This is a document for PGroonga 2.X and 3.X. See PGroonga 1.x document when you're using old PGroonga.
pgroonga_condition()
functionSince 3.1.6.
pgroonga_condition()
function returns pgroonga_condition
type value.
The function and the type have same name, but they are two different things.
pgroonga_condition
type represents complicated conditional expressions, such as pgroonga_full_text_search_condition
type and pgroonga_full_text_search_condition_with_scorers
type.
pgroonga_condition()
function is a useful function to make the pgroonga_condition
type value.
It allows to make the pgroonga_condition
type value by designating the specific attribute values.

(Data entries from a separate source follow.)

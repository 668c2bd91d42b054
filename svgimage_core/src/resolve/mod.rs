//! Turning an image reference into pixels.
//!
//! A reference is either an inline `data:` URI carrying a base64 payload, or anything else, which is
//! handed to a [`ResourceResolver`]. Inline references without a `base64,` marker are not an error;
//! they are resolved as external references like any other string.

mod data_uri;
mod external;

pub use data_uri::DataUri;
pub use external::{FileResolver, ResourceHandle, ResourceResolver};

use crate::{DecodeConfig, FormatDispatcher, ImageError, ImageFormat, PixelBuffer, base64::decode_lenient};
use std::fmt::Debug;

/// Where the encoded image bytes of a reference come from.
#[derive(Debug, Clone, PartialEq, Eq)]
pub enum ImageSource {
	/// Payload of a `data:` reference, already base64-decoded.
	Inline { bytes: Vec<u8>, mime: String },
	External(ResourceHandle),
}

/// Something that can turn a reference into a decoded image.
pub trait ImageLoader {
	fn load(&self, reference: &str) -> Result<PixelBuffer, ImageError>;
}

pub struct ImageResourceResolver {
	external: Box<dyn ResourceResolver>,
	dispatcher: FormatDispatcher,
}

impl ImageResourceResolver {
	pub fn new(external: impl ResourceResolver + 'static, config: DecodeConfig) -> Self {
		Self::with_dispatcher(external, FormatDispatcher::new(config))
	}

	pub fn with_dispatcher(external: impl ResourceResolver + 'static, dispatcher: FormatDispatcher) -> Self {
		Self {
			external: Box::new(external),
			dispatcher,
		}
	}

	pub fn dispatcher(&self) -> &FormatDispatcher {
		&self.dispatcher
	}

	/// Classifies `reference` and fetches the encoded bytes or a handle to them.
	pub fn resolve(&self, reference: &str) -> Result<ImageSource, ImageError> {
		if let Some(uri) = DataUri::parse(reference) {
			let mime = uri.mime.unwrap_or(&self.dispatcher.config().default_mime).to_string();
			let bytes = decode_lenient(uri.payload.as_bytes());
			if bytes.is_empty() {
				return Err(ImageError::parse(format!("invalid or empty base64 payload in {mime} data URI")));
			}
			log::debug!("inline {mime} image, {} bytes", bytes.len());
			return Ok(ImageSource::Inline { bytes, mime });
		}

		if reference.starts_with("data:") {
			log::warn!("data URI without base64 payload, resolving it as an external reference");
		}
		self.external.resolve(reference).map(ImageSource::External)
	}

	/// Resolves and decodes `reference`.
	pub fn decode(&self, reference: &str) -> Result<PixelBuffer, ImageError> {
		match self.resolve(reference)? {
			ImageSource::Inline { bytes, mime } => self.dispatcher.decode_bytes(&bytes, ImageFormat::from_mime(&mime)),
			ImageSource::External(handle) => self.dispatcher.decode_resource(&handle, None),
		}
	}
}

impl ImageLoader for ImageResourceResolver {
	fn load(&self, reference: &str) -> Result<PixelBuffer, ImageError> {
		self.decode(reference)
	}
}

impl Default for ImageResourceResolver {
	fn default() -> Self {
		Self::new(FileResolver::new(), DecodeConfig::default())
	}
}

impl Debug for ImageResourceResolver {
	fn fmt(&self, f: &mut std::fmt::Formatter<'_>) -> std::fmt::Result {
		f.debug_struct("ImageResourceResolver")
			.field("dispatcher", &self.dispatcher)
			.finish_non_exhaustive()
	}
}
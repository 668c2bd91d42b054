//! Decoder limits and defaults, loadable from YAML.
//!
//! ```yaml
//! max_pixels: 4194304
//! max_decoder_bytes: 67108864
//! default_mime: image/png
//! ```

use anyhow::{Context, Result};
use serde::Deserialize;
use std::{
	fs::File,
	io::{BufReader, Read},
	path::Path,
};

#[derive(Debug, Clone, Deserialize, PartialEq)]
#[serde(default, deny_unknown_fields)]
pub struct DecodeConfig {
	/// Largest accepted `width * height` of a decoded image. Bigger images are reported as out of memory
	/// before the output buffer is allocated.
	pub max_pixels: u64,

	/// Memory limit handed to the PNG and JPEG decoders for their working state.
	pub max_decoder_bytes: usize,

	/// Mime type assumed for `data:` references that do not declare one.
	pub default_mime: String,
}

impl Default for DecodeConfig {
	fn default() -> Self {
		Self {
			max_pixels: 16384 * 16384,
			max_decoder_bytes: 512 * 1024 * 1024,
			default_mime: String::from("image/png"),
		}
	}
}

impl DecodeConfig {
	pub fn from_reader<R: Read>(reader: R) -> Result<Self> {
		Ok(serde_yaml_ng::from_reader(reader)?)
	}

	pub fn from_string(text: &str) -> Result<Self> {
		// an empty document deserializes to unit, not to an empty map
		if text.trim().is_empty() {
			return Ok(Self::default());
		}
		Ok(serde_yaml_ng::from_str(text)?)
	}

	pub fn from_path(path: &Path) -> Result<Self> {
		let file = File::open(path).with_context(|| format!("opening decode config {}", path.display()))?;
		Self::from_reader(BufReader::new(file)).with_context(|| format!("parsing decode config {}", path.display()))
	}
}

There were not this kind of useful functions for pgroonga_full_text_search_condition
type and pgroonga_full_text_search_condition_with_scorers
type, so designating all attribute values was necessary to make the value.
Therefore, you need to designate NULL
for disused attribute value as follows when pgroonga_full_text_search_condition
type and pgroonga_full_text_search_condition_with_scorers
type are used to avoid making all the values.
title &@~ ('keyword', NULL, 'index_name')::pgroonga_full_text_search_condition
title &@~ ('keyword', ARRAY[1,1,1,5,0], NULL, 'index_name')::pgroonga_full_text_search_condition_with_scorers
It was not possible for existing value creation methods to make new attribute value while keeping backward compatibility.
Thus, it was necessary to add a new type every time when a new attribute value is added, such as pgroonga_full_text_search_condition_with_XXX
type.
For example, pgroogna_full_text_search_condition_with_scorers
type was added because of the added new attribute.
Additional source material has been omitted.